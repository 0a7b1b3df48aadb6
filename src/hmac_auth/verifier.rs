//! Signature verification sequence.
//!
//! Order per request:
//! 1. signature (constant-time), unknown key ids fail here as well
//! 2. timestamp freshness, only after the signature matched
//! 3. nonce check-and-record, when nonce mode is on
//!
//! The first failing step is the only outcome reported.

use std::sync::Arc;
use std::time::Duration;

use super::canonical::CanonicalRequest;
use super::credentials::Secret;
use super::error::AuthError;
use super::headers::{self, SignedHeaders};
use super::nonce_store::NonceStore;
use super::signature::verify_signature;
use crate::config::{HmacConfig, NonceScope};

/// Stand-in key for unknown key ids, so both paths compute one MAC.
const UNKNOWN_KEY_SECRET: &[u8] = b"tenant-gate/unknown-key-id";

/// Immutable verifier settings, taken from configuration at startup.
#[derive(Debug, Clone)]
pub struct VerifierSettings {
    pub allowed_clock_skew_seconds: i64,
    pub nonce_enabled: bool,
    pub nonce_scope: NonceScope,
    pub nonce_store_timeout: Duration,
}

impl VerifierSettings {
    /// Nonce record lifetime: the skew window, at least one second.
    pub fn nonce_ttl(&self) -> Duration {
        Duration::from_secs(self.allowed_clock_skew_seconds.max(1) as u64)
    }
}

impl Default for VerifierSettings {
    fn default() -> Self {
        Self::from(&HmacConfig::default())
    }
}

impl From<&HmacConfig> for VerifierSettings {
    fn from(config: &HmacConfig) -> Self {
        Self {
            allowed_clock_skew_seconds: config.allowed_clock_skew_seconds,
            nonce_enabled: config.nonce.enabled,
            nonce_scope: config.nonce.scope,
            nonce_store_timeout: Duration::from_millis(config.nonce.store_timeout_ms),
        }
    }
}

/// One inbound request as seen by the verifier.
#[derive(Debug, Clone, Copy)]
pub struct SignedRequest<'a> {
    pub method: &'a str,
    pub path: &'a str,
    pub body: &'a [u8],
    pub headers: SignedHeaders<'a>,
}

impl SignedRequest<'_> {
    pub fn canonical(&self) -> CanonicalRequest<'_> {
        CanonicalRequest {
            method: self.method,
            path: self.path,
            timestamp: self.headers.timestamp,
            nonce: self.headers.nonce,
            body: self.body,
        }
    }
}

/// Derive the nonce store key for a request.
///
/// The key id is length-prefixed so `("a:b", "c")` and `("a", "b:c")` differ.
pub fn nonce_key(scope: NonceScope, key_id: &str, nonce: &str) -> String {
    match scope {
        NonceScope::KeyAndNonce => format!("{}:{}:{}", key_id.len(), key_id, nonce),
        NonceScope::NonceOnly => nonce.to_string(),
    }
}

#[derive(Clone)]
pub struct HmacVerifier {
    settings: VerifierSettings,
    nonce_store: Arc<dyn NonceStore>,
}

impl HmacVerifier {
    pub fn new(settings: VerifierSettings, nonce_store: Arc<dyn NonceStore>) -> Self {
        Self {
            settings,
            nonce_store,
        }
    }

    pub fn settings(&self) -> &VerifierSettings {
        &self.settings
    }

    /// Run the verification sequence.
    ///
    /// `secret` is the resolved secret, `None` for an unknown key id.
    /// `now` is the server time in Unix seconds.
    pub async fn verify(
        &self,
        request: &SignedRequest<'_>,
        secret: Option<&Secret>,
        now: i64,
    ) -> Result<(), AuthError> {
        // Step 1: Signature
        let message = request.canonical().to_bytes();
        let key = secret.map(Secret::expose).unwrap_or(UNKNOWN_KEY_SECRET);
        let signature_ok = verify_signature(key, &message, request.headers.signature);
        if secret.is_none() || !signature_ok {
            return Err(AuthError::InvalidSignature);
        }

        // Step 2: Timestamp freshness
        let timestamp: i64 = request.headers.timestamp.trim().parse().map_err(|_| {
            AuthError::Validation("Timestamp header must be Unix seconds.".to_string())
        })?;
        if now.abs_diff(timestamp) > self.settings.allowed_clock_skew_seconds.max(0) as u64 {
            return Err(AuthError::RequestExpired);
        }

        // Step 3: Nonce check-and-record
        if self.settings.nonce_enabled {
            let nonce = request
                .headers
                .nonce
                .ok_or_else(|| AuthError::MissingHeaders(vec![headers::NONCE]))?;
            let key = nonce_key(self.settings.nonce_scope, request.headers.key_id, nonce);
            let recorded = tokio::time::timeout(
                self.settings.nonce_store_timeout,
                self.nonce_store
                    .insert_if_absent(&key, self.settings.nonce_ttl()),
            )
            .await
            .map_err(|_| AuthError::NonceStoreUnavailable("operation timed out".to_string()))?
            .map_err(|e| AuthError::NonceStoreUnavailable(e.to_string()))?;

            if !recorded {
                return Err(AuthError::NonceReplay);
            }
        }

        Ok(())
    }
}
^^^^^^^^^^^^^^^^
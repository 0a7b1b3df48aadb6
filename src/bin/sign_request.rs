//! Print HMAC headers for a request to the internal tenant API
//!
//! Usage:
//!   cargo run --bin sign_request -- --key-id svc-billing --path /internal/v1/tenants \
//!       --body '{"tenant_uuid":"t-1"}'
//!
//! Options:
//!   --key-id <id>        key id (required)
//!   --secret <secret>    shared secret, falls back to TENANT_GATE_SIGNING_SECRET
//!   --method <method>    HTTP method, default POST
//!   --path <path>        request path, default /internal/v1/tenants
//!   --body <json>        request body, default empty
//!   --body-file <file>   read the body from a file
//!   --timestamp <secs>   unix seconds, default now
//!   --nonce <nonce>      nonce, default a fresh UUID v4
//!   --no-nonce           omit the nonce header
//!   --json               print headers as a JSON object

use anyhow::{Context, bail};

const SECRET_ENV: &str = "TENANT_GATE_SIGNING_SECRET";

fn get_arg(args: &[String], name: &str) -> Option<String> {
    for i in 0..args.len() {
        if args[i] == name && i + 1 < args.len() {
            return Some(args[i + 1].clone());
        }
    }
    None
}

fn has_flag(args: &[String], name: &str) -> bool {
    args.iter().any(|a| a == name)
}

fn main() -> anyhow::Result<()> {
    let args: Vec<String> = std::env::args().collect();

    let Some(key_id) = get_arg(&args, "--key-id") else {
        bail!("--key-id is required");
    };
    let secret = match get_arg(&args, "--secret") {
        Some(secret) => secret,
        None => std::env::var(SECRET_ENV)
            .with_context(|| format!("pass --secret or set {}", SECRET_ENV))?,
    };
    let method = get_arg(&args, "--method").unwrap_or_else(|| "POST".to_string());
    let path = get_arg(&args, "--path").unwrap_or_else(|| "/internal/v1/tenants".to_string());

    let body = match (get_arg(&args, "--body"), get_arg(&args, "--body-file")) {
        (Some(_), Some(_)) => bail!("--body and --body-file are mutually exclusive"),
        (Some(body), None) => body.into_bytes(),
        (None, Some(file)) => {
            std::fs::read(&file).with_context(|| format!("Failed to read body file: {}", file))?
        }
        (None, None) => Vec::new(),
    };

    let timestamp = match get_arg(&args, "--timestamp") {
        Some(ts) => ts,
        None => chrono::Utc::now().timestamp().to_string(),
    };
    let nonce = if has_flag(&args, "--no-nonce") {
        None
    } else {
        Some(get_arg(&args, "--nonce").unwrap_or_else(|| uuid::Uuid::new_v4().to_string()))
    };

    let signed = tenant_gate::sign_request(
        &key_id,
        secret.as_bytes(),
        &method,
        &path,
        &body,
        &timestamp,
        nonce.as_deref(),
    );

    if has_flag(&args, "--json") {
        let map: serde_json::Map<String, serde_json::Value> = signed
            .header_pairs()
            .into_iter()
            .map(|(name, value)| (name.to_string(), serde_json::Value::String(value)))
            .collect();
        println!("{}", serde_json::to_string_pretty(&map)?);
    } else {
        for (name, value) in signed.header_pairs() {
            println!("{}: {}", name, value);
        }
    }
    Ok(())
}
^^^^^^^^^^^^^^^^
Answer with one number only: how many lines above contain the word "internal".

**YOUR SOLUTION:**
4